• TASK ITEM: Exactly as they appear, copy the lines from the start of the entries below to the line containing "around them only.", both ends included.

• MATERIAL FOR THE TASK:
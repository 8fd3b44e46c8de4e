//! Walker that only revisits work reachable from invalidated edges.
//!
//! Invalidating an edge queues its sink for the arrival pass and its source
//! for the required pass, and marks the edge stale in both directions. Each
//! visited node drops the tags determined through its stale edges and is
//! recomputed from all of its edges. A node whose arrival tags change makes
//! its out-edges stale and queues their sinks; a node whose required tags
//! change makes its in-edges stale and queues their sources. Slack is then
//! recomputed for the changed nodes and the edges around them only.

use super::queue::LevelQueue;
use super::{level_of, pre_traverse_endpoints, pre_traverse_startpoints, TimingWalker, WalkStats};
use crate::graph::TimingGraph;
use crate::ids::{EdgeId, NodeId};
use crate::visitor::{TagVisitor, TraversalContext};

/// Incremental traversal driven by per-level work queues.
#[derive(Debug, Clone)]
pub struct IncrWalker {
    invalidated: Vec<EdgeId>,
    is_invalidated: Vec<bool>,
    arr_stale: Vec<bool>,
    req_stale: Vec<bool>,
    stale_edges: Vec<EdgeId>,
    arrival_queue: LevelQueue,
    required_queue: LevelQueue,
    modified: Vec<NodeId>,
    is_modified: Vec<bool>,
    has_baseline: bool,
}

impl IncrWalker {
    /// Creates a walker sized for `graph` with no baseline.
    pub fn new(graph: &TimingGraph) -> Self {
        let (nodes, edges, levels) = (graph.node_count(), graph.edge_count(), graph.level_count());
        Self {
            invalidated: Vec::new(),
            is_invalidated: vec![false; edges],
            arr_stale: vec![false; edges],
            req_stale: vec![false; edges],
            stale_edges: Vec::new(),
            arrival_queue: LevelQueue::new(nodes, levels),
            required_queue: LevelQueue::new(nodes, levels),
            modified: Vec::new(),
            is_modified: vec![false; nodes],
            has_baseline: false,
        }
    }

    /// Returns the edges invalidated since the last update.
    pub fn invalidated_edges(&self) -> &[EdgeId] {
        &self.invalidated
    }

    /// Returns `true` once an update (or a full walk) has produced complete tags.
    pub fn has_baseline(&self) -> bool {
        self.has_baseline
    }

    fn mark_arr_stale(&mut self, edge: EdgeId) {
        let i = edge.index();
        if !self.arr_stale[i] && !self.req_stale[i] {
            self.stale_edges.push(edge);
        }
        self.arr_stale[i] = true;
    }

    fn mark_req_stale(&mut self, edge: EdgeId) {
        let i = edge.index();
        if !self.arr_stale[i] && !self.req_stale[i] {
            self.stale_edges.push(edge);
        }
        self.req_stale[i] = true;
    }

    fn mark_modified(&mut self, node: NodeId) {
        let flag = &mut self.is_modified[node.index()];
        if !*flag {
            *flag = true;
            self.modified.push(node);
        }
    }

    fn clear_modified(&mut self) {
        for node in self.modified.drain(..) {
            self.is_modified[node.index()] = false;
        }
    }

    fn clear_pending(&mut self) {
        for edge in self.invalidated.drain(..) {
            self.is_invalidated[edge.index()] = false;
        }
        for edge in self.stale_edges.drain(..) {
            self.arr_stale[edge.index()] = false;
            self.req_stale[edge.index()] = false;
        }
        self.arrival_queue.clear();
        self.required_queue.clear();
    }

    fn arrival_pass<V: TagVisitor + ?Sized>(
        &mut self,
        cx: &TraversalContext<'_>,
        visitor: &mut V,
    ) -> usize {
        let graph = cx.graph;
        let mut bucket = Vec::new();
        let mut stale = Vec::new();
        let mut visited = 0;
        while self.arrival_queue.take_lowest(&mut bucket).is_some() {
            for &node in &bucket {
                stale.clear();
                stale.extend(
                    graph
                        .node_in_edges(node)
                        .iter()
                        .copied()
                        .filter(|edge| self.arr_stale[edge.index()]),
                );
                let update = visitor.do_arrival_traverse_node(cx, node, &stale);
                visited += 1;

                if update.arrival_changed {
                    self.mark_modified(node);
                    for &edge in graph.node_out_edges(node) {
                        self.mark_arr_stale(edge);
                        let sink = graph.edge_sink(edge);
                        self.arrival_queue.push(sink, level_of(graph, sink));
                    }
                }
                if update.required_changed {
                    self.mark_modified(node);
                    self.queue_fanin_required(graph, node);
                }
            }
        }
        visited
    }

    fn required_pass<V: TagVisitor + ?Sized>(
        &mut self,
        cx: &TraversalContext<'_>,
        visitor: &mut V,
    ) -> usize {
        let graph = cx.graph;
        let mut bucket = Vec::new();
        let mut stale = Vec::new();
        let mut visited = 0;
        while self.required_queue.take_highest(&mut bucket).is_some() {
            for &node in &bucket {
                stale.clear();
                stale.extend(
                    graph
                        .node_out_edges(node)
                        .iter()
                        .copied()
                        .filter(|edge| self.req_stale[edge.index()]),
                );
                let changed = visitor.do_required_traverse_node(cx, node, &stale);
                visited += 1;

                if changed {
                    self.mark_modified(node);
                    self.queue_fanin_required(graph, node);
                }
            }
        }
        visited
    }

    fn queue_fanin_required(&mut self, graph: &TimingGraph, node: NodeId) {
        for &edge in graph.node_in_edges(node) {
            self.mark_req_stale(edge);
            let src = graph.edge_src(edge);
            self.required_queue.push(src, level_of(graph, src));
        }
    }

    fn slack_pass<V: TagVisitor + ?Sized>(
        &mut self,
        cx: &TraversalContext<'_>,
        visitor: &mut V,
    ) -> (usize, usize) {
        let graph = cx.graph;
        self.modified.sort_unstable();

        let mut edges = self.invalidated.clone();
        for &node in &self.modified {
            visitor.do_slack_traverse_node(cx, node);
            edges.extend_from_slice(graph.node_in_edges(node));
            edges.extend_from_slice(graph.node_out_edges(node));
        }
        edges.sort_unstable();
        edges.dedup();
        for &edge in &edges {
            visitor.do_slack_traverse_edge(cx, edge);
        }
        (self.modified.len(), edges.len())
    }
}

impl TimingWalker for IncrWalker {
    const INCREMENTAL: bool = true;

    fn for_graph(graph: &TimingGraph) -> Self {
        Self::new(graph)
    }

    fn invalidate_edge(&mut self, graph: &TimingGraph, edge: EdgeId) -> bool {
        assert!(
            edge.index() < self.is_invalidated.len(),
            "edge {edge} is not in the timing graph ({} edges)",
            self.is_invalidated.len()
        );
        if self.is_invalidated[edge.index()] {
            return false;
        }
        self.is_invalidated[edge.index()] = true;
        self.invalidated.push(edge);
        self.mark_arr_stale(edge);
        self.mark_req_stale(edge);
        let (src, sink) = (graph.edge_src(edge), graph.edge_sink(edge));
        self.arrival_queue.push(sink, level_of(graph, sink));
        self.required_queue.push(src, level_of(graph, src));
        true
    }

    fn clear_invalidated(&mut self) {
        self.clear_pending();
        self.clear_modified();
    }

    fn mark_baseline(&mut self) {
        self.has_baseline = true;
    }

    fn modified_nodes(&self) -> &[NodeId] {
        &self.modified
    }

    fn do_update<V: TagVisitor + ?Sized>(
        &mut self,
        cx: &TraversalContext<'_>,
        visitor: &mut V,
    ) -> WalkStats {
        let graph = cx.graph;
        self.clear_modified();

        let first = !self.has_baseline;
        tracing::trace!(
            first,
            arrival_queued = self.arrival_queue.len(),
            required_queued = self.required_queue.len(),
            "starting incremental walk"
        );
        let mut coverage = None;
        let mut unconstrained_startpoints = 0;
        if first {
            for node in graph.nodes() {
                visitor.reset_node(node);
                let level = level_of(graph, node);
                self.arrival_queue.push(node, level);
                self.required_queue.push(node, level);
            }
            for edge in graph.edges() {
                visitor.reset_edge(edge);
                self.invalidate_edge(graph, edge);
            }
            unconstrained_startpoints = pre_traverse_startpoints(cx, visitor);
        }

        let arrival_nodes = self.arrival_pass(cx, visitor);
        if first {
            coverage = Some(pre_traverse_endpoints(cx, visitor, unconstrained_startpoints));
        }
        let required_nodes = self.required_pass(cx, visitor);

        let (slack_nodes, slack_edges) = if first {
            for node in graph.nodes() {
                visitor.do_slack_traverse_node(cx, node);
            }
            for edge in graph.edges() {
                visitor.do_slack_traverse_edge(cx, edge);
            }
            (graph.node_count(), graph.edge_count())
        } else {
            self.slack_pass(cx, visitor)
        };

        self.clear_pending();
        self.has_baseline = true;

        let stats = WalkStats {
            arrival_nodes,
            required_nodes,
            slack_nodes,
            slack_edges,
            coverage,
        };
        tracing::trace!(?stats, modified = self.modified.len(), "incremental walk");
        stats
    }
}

• EXERCISE SOLUTION:
repository 8fd3b44e46c8de4e
//! Walker that only revisits work reachable from invalidated edges.
//!
//! Invalidating an edge queues its sink for the arrival pass and its source
//! for the required pass, and marks the edge stale in both directions. Each
//! visited node drops the tags determined through its stale edges and is
//! recomputed from all of its edges. A node whose arrival tags change makes
//! its out-edges stale and queues their sinks; a node whose required tags
//! change makes its in-edges stale and queues their sources. Slack is then
//! recomputed for the changed nodes and the edges around them only.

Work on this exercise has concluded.